The 4 Queens Hotel & Casino, Downtown Las Vegas
The Four Queens Hotel and Casino stands amongst the living ghosts of downtown Las Vegas, now known as the Fremont Experience. It is from ground level a hidden gem. Under the sparkling technology of the high tech canopy of the “experience” it garners minimal attention. The casino is small by current Las Vegas standards. Once inside it is cramped with slot machines and a surprisingly high number of table games. Magnolia’s (coffee-shop) is a few steps up from the casino floor with numerous offerings of culinary delights attractively priced. Hugo’s is a few steps down from the casino floor and is the “signature restaurant” along with the “signature pricing” of a more upscale eatery.

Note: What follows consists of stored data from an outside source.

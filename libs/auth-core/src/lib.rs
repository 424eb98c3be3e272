//! Bearer credential minting and verification.
//!
//! Tokens are HS256 JWTs carrying `{sub, iat, exp}`. The signing secret is
//! deployment configuration shared out of band: every service builds its own
//! [`TokenKeys`] at startup and passes it into handlers and middleware —
//! there is no hidden global.
//!
//! Verification here is stateless by design. It checks signature and expiry
//! only and never consults the session store, so losing the session store
//! degrades revocation, not verification. Revocation-sensitive operations
//! (refresh, logout) layer the session-record comparison on top inside the
//! identity service.

use chrono::{Duration, Utc};
use jsonwebtoken::{decode, encode, DecodingKey, EncodingKey, Header, Validation};
use serde::{Deserialize, Serialize};
use thiserror::Error;
use uuid::Uuid;

mod middleware;

pub use middleware::{AuthenticatedUser, RequireAuth};

/// Token lifetime: 7 days, matching the session record TTL.
pub const TOKEN_LIFETIME: Duration = Duration::days(7);

#[derive(Debug, Error)]
pub enum TokenError {
    #[error("token expired")]
    Expired,
    #[error("invalid token")]
    Invalid,
}

/// JWT claims.
#[derive(Debug, Clone, Serialize, Deserialize)]
pub struct Claims {
    /// Subject (user id).
    pub sub: String,
    /// Issued at (Unix timestamp).
    pub iat: i64,
    /// Expiration time (Unix timestamp).
    pub exp: i64,
}

impl Claims {
    pub fn subject_id(&self) -> Result<Uuid, TokenError> {
        Uuid::parse_str(&self.sub).map_err(|_| TokenError::Invalid)
    }
}

/// Signing and validation keys built from the shared deployment secret.
#[derive(Clone)]
pub struct TokenKeys {
    encoding: EncodingKey,
    decoding: DecodingKey,
}

impl TokenKeys {
    pub fn from_secret(secret: &str) -> Self {
        Self {
            encoding: EncodingKey::from_secret(secret.as_bytes()),
            decoding: DecodingKey::from_secret(secret.as_bytes()),
        }
    }

    /// Mint a token for a subject with the standard lifetime.
    pub fn mint(&self, subject: Uuid) -> Result<String, TokenError> {
        let now = Utc::now();
        let claims = Claims {
            sub: subject.to_string(),
            iat: now.timestamp(),
            exp: (now + TOKEN_LIFETIME).timestamp(),
        };
        encode(&Header::default(), &claims, &self.encoding).map_err(|err| {
            tracing::error!(error = %err, "failed to sign token");
            TokenError::Invalid
        })
    }

    /// Stateless verification: signature and expiry only.
    pub fn verify(&self, token: &str) -> Result<Claims, TokenError> {
        decode::<Claims>(token, &self.decoding, &Validation::default())
            .map(|data| data.claims)
            .map_err(|err| match err.kind() {
                jsonwebtoken::errors::ErrorKind::ExpiredSignature => TokenError::Expired,
                _ => TokenError::Invalid,
            })
    }
}

/// Pull the token out of an `Authorization: Bearer <token>` header value.
pub fn bearer_token(header: &str) -> Option<&str> {
    header.strip_prefix("Bearer ")
}

#[cfg(test)]
mod tests {
    use super::*;

    fn keys() -> TokenKeys {
        TokenKeys::from_secret("test-signing-secret")
    }

    #[test]
    fn minted_token_verifies_and_round_trips_subject() {
        let keys = keys();
        let subject = Uuid::new_v4();
        let token = keys.mint(subject).unwrap();
        let claims = keys.verify(&token).unwrap();
        assert_eq!(claims.subject_id().unwrap(), subject);
        assert!(claims.exp > claims.iat);
    }

    #[test]
    fn token_signed_with_other_secret_is_rejected() {
        let token = TokenKeys::from_secret("other-secret")
            .mint(Uuid::new_v4())
            .unwrap();
        assert!(matches!(keys().verify(&token), Err(TokenError::Invalid)));
    }

    #[test]
    fn garbage_is_rejected() {
        assert!(matches!(
            keys().verify("not-a-jwt"),
            Err(TokenError::Invalid)
        ));
    }

    #[test]
    fn expired_token_is_reported_as_expired() {
        // Hand-build claims already past expiry; Validation applies 60s leeway
        // by default, so push exp well past it.
        let keys = keys();
        let now = Utc::now();
        let claims = Claims {
            sub: Uuid::new_v4().to_string(),
            iat: (now - Duration::days(8)).timestamp(),
            exp: (now - Duration::days(1)).timestamp(),
        };
        let token = encode(&Header::default(), &claims, &keys.encoding).unwrap();
        assert!(matches!(keys.verify(&token), Err(TokenError::Expired)));
    }

    #[test]
    fn stateless_verify_keeps_accepting_after_revocation() {
        // Deleting the session record elsewhere does not affect this path;
        // the token stays verifiable until its embedded expiry lapses.
        let keys = keys();
        let token = keys.mint(Uuid::new_v4()).unwrap();
        assert!(keys.verify(&token).is_ok());
        assert!(keys.verify(&token).is_ok());
    }

    #[test]
    fn bearer_prefix_is_required() {
        assert_eq!(bearer_token("Bearer abc"), Some("abc"));
        assert_eq!(bearer_token("Basic abc"), None);
        assert_eq!(bearer_token("abc"), None);
    }
}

The hotel first opened in 1966 with an expansion in the mid 1980’s bringing a total of 600 plus rooms and suites to the downtown gaming Mecca. The rooms are small but accommodating and recently refurbished. Many offer the wide-screen television without the high-definition broadcast signals making our favorite TV stars seem a bit wider and healthier than reality. The sliding windows open about four inches allowing fresh air to circulate; a rare offering in most new hotels in Las Vegas. Above the 10th floor, views are expansive especially facing north. Be aware of the street music and loud entertainment from the street below reverberates through the evening as late as midnight. Request a south tower room and some of the noise is abated.
The beds are comfortable. The bath is small, but has all the necessary amenities. Most rooms have the now almost standard in-room safe, iron and ironing board. Coffee makers, too! So many of the strip resorts avoid this little amenity in obvious hopes that the $18 plus room service charge for three cups of caffeine is some sort of pharmaceutical service.
Transversing the 4Q’s is easy and quick. From the adjoining garage to the front desk, elevators, casino and restaurants is not an all-afternoon adventure.
Customer service is not the best at the bell desk and front desk; staff are curt and do not suffer the ignorant tourist with ease. Casino and restaurant workers have learned the art of the smile and informative chit-chat, as well as the housekeeping department. Ditto to security and maintenance.
The Four Queens is moderately priced and offer numerous lower-rate and seasonal packages. Joining the Royal Player’s Club is near-mandatory in order to take advantage of the special rates.
Downtown Las Vegas and the Fremont Experience are from a past era. This is where Las Vegas began. The “living ghosts” of the El Cortez, Fremont Hotel, Fitzgeralds, Binions (no hotel anymore), Las Vegas Club, Plaza, Golden Gate and the Golden Nugget are comparable with the Four Queens in many aspects, except for value.
You will not find Cher, Bette or Barbra in their showroom as they don’t have one. They don’t “over-glamorize” promising lavish, love-tub accommodations because they don’t have such, although some of the suites do have Jacuzzi tubs. They are straight-forward and unconventionally honest in what they do offer: clean, respectable, comfortable rooms, and a central location in the downtown “experience.”